A little more on the Mayer piece. The reason she concludes that the government’s efforts to prevent another terrorist attack have “achieved very limited results” is the following:
Not a single terror suspect has been tried before a military commission. Only ten of the more than seven hundred men who have been imprisoned at Guantanamo have been formally charged with any wrongdoing. Earlier this month, three detainees committed suicide in the camp. Germany and Denmark, along with the European Union and the United Nations Commission on Human Rights, have called for the prison to be closed, accusing the United States of violating internationally accepted standards for humane treatment and due process. The [legal strategy] has also come under serious challenge from the judicial branch. Two years ago, in Rasul v. Bush, the Supreme Court ruled against the administration’s contention that the Guantanamo prisoners were beyond the reach of the U.S. court system and could not challenge their detention. And this week the Court is expected to deliver a decision in Hamdan v. Rumsfeld, a case that questions the legality of the military commissions.
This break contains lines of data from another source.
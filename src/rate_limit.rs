use dashmap::DashMap;
use std::collections::VecDeque;
use std::sync::Arc;
use std::sync::atomic::{AtomicI64, Ordering};
use tracing::debug;

use crate::clock::Clock;
use crate::metrics::RATE_LIMITER_KEYS;

// How often the opportunistic sweep may run (5 minutes)
pub const SWEEP_INTERVAL_MS: i64 = 300_000;

// Sliding window entry - timestamps (ms) of admitted calls for one key
pub struct WindowEntry {
    pub timestamps: VecDeque<i64>,
    pub window_ms: i64,
}

impl WindowEntry {
    fn prune(&mut self, now: i64) {
        let cutoff = now - self.window_ms;
        while self.timestamps.front().is_some_and(|&t| t <= cutoff) {
            self.timestamps.pop_front();
        }
    }
}

#[derive(Debug, Clone, Copy, PartialEq, Eq)]
pub struct RateLimitResult {
    pub allowed: bool,
    pub remaining: u32,
    pub reset_ms: i64,
}

// Per-key sliding window rate limiter; empty keys are dropped
pub struct RateLimiter {
    store: DashMap<String, WindowEntry>,
    last_sweep: AtomicI64,
    clock: Arc<dyn Clock>,
}

impl RateLimiter {
    pub fn new(clock: Arc<dyn Clock>) -> Self {
        let now = clock.now_ms();
        Self {
            store: DashMap::new(),
            last_sweep: AtomicI64::new(now),
            clock,
        }
    }

    pub fn admit(&self, key: &str, window_ms: i64, max: u32) -> RateLimitResult {
        let now = self.clock.now_ms();
        self.maybe_sweep(now);

        // the entry guard holds the shard lock, so filter-compare-append is atomic per key
        let mut entry = self
            .store
            .entry(key.to_string())
            .or_insert_with(|| WindowEntry {
                timestamps: VecDeque::new(),
                window_ms,
            });
        entry.window_ms = window_ms;
        entry.prune(now);

        let count = entry.timestamps.len();
        if count >= max as usize {
            let reset_ms = entry
                .timestamps
                .front()
                .map(|&oldest| oldest + window_ms - now)
                .unwrap_or(window_ms);
            let empty = entry.timestamps.is_empty();
            drop(entry);
            if empty {
                self.store.remove_if(key, |_, e| e.timestamps.is_empty());
            }
            return RateLimitResult {
                allowed: false,
                remaining: 0,
                reset_ms,
            };
        }

        entry.timestamps.push_back(now);
        RateLimitResult {
            allowed: true,
            remaining: max - entry.timestamps.len() as u32,
            reset_ms: window_ms,
        }
    }

    // Prune every key against its own window, at most once per interval
    fn maybe_sweep(&self, now: i64) {
        let last = self.last_sweep.load(Ordering::Relaxed);
        if now - last < SWEEP_INTERVAL_MS {
            return;
        }
        // only one caller wins the sweep
        if self
            .last_sweep
            .compare_exchange(last, now, Ordering::AcqRel, Ordering::Relaxed)
            .is_err()
        {
            return;
        }

        let before = self.store.len();
        self.store.retain(|_, entry| {
            entry.prune(now);
            !entry.timestamps.is_empty()
        });
        let after = self.store.len();
        RATE_LIMITER_KEYS.set(after as f64);
        debug!(before, after, "rate limiter sweep");
    }

    #[cfg(test)]
    pub fn key_count(&self) -> usize {
        self.store.len()
    }
}

#[cfg(test)]
mod tests {
    use super::*;
    use crate::clock::ManualClock;

    const START: i64 = 1_700_000_000_000;

    fn limiter() -> (Arc<ManualClock>, RateLimiter) {
        let clock = Arc::new(ManualClock::new(START));
        let limiter = RateLimiter::new(clock.clone());
        (clock, limiter)
    }

    #[test]
    fn admits_up_to_max_then_rejects() {
        let (_, rl) = limiter();

        for expected in [2, 1, 0] {
            let r = rl.admit("analyze:1.2.3.4", 60_000, 3);
            assert!(r.allowed);
            assert_eq!(r.remaining, expected);
        }

        let r = rl.admit("analyze:1.2.3.4", 60_000, 3);
        assert!(!r.allowed);
        assert_eq!(r.remaining, 0);
        assert_eq!(r.reset_ms, 60_000);
    }

    #[test]
    fn window_slides_instead_of_resetting() {
        let (clock, rl) = limiter();

        assert!(rl.admit("k", 60_000, 2).allowed);
        clock.advance(30_000);
        assert!(rl.admit("k", 60_000, 2).allowed);
        clock.advance(10_000);

        let r = rl.admit("k", 60_000, 2);
        assert!(!r.allowed);
        // oldest call expires 20s from now
        assert_eq!(r.reset_ms, 20_000);

        clock.advance(20_000);
        let r = rl.admit("k", 60_000, 2);
        assert!(r.allowed);
        assert_eq!(r.remaining, 0);

        // second call (t=30s) is still inside the window
        assert!(!rl.admit("k", 60_000, 2).allowed);
    }

    #[test]
    fn same_millisecond_calls_count_individually() {
        let (_, rl) = limiter();
        assert!(rl.admit("k", 1_000, 2).allowed);
        assert!(rl.admit("k", 1_000, 2).allowed);
        assert!(!rl.admit("k", 1_000, 2).allowed);
    }

    #[test]
    fn keys_are_independent() {
        let (_, rl) = limiter();
        assert!(rl.admit("analyze:a", 60_000, 1).allowed);
        assert!(!rl.admit("analyze:a", 60_000, 1).allowed);
        assert!(rl.admit("analyze:b", 60_000, 1).allowed);
        assert!(rl.admit("translate:a", 60_000, 1).allowed);
    }

    #[test]
    fn zero_max_rejects_without_keeping_an_entry() {
        let (_, rl) = limiter();
        let r = rl.admit("k", 60_000, 0);
        assert!(!r.allowed);
        assert_eq!(r.remaining, 0);
        assert_eq!(rl.key_count(), 0);
    }

    #[test]
    fn sweep_drops_expired_keys_using_their_own_window() {
        let (clock, rl) = limiter();
        rl.admit("short", 1_000, 5);
        rl.admit("long", 600_000, 5);
        assert_eq!(rl.key_count(), 2);

        // no sweep before the interval has passed
        clock.advance(SWEEP_INTERVAL_MS - 1);
        rl.admit("other", 1_000, 5);
        assert_eq!(rl.key_count(), 3);

        clock.advance(2_000);
        rl.admit("fresh", 1_000, 5);
        // "short" and "other" expired, "long" still inside its 10 minute window
        assert_eq!(rl.key_count(), 2);
        assert!(!rl.store.contains_key("short"));
        assert!(rl.store.contains_key("long"));
    }

    #[test]
    fn concurrent_callers_on_one_key_get_exactly_max_admissions() {
        let (_, rl) = limiter();
        let admitted = std::sync::atomic::AtomicU32::new(0);

        std::thread::scope(|scope| {
            for _ in 0..16 {
                scope.spawn(|| {
                    for _ in 0..500 {
                        if rl.admit("analyze:shared", 600_000, 100).allowed {
                            admitted.fetch_add(1, Ordering::Relaxed);
                        }
                    }
                });
            }
        });

        assert_eq!(admitted.load(Ordering::Relaxed), 100);
        assert_eq!(rl.store.get("analyze:shared").unwrap().timestamps.len(), 100);
    }
}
Now, if the administration’s goal was to earn plaudits from Germany, Denmark, the EU, the UN, and other international bodies, then its policies have certainly “achieved very limited results.” But Mayer wrote that its intention was “to preempt future attacks before they materialized.” None of us knows what will happen tomorrow, or even in the next hour. But so far, at least, hasn’t the administration done a bit better than Mayer suggests?